- _Task brief_: Find all lines below containing the string "else" and return them.

======== Records provided ========

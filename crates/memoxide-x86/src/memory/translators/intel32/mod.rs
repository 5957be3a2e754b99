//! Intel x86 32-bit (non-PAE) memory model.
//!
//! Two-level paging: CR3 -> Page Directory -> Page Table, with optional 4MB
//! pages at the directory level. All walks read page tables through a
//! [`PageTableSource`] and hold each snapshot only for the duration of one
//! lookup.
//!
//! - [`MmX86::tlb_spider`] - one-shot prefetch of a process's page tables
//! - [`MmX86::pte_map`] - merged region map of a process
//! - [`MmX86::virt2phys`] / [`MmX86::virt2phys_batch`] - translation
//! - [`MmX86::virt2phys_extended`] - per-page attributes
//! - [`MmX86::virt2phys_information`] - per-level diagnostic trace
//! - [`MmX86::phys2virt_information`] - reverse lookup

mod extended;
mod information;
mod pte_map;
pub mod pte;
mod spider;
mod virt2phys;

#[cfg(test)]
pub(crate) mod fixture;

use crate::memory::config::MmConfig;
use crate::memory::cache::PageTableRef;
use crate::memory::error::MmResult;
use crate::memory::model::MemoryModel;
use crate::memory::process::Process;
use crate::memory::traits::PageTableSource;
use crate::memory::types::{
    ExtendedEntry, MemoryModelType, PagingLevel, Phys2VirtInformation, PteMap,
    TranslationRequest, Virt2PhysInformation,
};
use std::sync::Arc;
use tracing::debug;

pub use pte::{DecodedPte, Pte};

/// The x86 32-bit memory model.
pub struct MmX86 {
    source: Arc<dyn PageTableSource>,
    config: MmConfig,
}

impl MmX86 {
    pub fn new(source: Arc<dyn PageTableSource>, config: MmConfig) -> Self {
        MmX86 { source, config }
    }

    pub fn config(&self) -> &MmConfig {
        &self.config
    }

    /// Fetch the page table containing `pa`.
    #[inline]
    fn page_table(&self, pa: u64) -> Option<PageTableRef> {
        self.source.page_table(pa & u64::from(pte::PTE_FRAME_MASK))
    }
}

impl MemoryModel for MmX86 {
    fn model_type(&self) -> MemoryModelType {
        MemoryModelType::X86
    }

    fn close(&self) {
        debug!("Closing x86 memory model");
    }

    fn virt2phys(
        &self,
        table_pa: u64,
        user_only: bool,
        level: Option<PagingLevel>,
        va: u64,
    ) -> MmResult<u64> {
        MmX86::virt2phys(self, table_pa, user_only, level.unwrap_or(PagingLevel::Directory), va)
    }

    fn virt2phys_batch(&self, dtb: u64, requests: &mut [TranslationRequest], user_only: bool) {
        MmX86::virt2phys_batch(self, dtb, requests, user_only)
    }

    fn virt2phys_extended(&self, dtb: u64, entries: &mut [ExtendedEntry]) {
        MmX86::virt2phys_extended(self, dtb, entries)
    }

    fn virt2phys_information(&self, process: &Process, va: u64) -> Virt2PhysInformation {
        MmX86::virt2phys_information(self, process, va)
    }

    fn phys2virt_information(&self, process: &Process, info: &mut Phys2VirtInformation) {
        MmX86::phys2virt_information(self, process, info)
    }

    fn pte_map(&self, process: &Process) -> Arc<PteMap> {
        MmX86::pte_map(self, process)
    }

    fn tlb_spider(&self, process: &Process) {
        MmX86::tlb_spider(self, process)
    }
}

========
======== Records provided ========

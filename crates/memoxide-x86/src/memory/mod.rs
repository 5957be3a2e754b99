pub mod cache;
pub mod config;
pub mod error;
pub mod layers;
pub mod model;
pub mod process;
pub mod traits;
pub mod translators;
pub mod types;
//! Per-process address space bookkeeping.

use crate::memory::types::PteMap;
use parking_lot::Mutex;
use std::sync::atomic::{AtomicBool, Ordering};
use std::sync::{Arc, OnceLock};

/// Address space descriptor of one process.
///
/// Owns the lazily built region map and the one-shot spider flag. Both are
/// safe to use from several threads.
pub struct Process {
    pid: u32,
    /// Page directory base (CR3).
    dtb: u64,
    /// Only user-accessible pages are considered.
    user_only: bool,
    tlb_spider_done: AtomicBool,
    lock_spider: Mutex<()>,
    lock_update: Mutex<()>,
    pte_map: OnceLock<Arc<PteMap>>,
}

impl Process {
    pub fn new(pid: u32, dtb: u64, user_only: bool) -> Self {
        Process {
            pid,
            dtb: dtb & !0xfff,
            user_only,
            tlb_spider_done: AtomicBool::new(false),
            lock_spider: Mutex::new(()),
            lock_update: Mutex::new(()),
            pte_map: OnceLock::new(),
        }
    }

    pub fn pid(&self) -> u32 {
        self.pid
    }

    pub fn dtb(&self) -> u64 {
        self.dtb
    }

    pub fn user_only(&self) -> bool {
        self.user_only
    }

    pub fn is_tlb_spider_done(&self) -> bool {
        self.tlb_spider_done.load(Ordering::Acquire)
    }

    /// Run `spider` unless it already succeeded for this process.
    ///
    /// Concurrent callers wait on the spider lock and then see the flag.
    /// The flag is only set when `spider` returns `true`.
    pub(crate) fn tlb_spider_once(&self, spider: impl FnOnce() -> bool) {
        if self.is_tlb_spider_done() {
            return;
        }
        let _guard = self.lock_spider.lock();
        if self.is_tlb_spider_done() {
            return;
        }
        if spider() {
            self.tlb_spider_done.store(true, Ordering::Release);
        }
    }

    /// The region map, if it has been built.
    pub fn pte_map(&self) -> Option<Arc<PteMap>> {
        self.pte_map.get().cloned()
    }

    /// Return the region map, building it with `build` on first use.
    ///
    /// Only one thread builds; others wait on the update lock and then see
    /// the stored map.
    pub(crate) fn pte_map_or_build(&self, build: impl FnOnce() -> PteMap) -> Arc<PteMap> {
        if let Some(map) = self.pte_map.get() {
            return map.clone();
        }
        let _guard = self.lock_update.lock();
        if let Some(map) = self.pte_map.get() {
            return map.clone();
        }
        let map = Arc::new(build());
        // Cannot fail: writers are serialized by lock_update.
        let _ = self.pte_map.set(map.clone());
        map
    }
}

========
======== Records provided ========

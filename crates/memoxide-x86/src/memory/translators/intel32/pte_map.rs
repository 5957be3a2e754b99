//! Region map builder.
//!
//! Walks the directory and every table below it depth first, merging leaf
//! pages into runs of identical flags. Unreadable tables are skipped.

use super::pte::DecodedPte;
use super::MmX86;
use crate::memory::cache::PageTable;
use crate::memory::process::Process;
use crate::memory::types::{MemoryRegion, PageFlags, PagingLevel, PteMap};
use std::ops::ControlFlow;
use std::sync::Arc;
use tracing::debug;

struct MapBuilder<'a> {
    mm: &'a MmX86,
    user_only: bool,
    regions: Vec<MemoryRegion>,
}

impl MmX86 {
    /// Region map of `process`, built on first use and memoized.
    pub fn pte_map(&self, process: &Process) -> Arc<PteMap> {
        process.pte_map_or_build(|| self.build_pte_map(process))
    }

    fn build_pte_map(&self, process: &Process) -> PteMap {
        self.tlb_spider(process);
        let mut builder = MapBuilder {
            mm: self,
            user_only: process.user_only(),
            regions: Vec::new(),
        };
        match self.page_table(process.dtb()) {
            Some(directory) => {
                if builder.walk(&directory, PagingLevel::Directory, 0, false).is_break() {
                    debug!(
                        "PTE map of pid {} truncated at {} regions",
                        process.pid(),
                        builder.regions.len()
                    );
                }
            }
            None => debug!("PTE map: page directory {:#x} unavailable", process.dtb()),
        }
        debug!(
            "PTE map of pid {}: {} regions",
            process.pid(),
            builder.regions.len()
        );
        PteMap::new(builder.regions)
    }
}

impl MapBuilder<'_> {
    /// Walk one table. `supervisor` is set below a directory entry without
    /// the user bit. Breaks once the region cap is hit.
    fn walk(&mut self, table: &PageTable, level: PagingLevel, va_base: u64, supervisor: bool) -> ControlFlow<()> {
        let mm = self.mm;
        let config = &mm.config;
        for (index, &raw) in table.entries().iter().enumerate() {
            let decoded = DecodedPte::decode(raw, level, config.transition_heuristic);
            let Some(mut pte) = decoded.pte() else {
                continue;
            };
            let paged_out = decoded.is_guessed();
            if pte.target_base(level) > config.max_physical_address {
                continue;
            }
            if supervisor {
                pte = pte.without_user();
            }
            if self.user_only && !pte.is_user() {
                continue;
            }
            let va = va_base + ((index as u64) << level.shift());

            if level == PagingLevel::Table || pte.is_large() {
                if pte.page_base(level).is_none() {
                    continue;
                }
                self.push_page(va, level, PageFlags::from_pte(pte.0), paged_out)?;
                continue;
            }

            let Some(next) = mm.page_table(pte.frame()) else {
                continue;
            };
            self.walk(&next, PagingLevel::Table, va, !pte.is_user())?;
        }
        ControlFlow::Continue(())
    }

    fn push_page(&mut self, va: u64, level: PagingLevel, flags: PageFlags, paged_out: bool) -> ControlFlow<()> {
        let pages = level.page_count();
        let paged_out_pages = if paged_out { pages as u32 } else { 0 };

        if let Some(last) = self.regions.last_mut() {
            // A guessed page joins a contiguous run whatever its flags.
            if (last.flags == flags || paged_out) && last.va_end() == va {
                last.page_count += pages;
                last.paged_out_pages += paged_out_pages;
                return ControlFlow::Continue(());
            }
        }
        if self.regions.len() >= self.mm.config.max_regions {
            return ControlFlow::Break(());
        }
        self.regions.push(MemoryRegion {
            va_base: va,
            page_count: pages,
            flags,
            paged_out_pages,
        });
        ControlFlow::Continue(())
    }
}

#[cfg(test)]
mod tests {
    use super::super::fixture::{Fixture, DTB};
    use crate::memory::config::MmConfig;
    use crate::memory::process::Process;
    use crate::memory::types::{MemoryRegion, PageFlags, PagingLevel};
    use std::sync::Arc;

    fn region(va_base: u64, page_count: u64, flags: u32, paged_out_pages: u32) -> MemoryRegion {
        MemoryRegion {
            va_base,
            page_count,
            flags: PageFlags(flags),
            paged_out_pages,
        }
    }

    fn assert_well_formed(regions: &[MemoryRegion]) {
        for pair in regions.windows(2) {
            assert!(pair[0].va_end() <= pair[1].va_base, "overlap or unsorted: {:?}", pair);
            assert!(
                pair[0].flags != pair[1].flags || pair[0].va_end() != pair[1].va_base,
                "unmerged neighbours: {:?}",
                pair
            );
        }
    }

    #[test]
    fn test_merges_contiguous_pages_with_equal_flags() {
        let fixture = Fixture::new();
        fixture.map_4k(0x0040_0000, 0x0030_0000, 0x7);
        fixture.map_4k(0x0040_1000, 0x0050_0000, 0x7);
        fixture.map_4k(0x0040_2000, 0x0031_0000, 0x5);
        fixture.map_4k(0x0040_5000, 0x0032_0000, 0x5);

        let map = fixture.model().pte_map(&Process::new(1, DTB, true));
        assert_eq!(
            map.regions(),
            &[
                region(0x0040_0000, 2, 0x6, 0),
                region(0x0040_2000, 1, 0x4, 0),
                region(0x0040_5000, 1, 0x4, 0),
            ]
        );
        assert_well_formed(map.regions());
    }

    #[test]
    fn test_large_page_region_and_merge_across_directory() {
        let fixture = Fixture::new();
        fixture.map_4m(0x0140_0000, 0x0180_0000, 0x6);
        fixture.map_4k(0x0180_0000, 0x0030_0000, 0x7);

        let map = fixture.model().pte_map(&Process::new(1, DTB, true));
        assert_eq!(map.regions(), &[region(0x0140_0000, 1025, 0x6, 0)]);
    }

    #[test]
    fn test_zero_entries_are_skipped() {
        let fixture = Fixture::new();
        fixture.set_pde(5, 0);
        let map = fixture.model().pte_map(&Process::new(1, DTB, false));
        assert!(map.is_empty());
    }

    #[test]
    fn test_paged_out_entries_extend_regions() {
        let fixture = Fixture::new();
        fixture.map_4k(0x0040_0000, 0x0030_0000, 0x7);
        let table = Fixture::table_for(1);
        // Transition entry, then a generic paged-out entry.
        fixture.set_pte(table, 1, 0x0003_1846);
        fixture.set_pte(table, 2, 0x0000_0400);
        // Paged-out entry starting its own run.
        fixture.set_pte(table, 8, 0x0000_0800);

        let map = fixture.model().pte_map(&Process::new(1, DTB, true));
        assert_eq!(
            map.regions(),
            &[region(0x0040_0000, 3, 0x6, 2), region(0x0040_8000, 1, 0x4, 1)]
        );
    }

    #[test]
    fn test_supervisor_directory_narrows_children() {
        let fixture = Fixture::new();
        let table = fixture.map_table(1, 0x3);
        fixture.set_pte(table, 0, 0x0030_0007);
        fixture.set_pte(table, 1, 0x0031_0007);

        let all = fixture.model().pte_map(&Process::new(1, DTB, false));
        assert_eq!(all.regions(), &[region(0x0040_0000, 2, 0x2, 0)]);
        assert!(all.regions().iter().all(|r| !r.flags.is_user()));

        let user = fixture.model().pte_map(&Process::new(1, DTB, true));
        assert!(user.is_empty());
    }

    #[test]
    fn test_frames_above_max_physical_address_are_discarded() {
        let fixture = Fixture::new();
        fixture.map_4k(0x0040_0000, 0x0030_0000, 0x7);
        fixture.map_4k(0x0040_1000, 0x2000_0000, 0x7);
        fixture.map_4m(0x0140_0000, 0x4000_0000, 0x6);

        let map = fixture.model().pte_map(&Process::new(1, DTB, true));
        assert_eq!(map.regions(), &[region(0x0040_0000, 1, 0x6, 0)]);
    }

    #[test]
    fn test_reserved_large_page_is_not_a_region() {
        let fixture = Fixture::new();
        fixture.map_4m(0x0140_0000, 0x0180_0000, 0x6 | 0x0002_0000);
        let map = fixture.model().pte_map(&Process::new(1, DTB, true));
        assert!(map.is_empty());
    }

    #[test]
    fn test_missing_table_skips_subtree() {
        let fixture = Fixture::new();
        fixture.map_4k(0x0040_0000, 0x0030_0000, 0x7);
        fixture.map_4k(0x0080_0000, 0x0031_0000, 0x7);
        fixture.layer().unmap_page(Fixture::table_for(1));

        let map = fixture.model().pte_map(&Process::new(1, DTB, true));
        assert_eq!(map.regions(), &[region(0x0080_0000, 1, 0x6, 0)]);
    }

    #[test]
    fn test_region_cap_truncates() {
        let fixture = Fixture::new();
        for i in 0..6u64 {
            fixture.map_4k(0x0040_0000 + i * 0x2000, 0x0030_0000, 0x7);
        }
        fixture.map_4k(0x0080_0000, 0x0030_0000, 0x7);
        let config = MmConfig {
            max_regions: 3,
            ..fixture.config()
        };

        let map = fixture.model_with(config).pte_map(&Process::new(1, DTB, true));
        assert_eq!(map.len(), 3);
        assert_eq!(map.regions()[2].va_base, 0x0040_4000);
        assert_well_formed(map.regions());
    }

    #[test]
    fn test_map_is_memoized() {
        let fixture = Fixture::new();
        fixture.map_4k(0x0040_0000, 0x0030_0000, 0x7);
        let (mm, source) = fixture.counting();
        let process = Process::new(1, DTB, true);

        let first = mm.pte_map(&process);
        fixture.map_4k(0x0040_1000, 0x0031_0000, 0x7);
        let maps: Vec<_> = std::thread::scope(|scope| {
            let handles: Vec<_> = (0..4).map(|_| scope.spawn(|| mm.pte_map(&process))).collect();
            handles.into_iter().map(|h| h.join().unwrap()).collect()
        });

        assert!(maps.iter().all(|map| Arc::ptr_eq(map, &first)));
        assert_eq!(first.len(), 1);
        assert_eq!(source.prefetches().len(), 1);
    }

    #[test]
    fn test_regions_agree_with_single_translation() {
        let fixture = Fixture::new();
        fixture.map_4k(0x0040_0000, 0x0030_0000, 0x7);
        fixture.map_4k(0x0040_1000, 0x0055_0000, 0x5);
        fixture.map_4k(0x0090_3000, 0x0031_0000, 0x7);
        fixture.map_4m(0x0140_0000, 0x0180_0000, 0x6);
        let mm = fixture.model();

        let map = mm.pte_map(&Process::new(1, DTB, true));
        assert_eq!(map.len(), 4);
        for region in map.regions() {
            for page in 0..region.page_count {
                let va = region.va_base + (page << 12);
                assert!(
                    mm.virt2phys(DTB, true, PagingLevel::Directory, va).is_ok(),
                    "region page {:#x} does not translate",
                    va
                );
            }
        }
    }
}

========

- _Answer to the exercise_:
            let Some(mut pte) = decoded.pte() else {
            let Some(next) = mm.page_table(pte.frame()) else {
        let paged_out_pages = if paged_out { pages as u32 } else { 0 };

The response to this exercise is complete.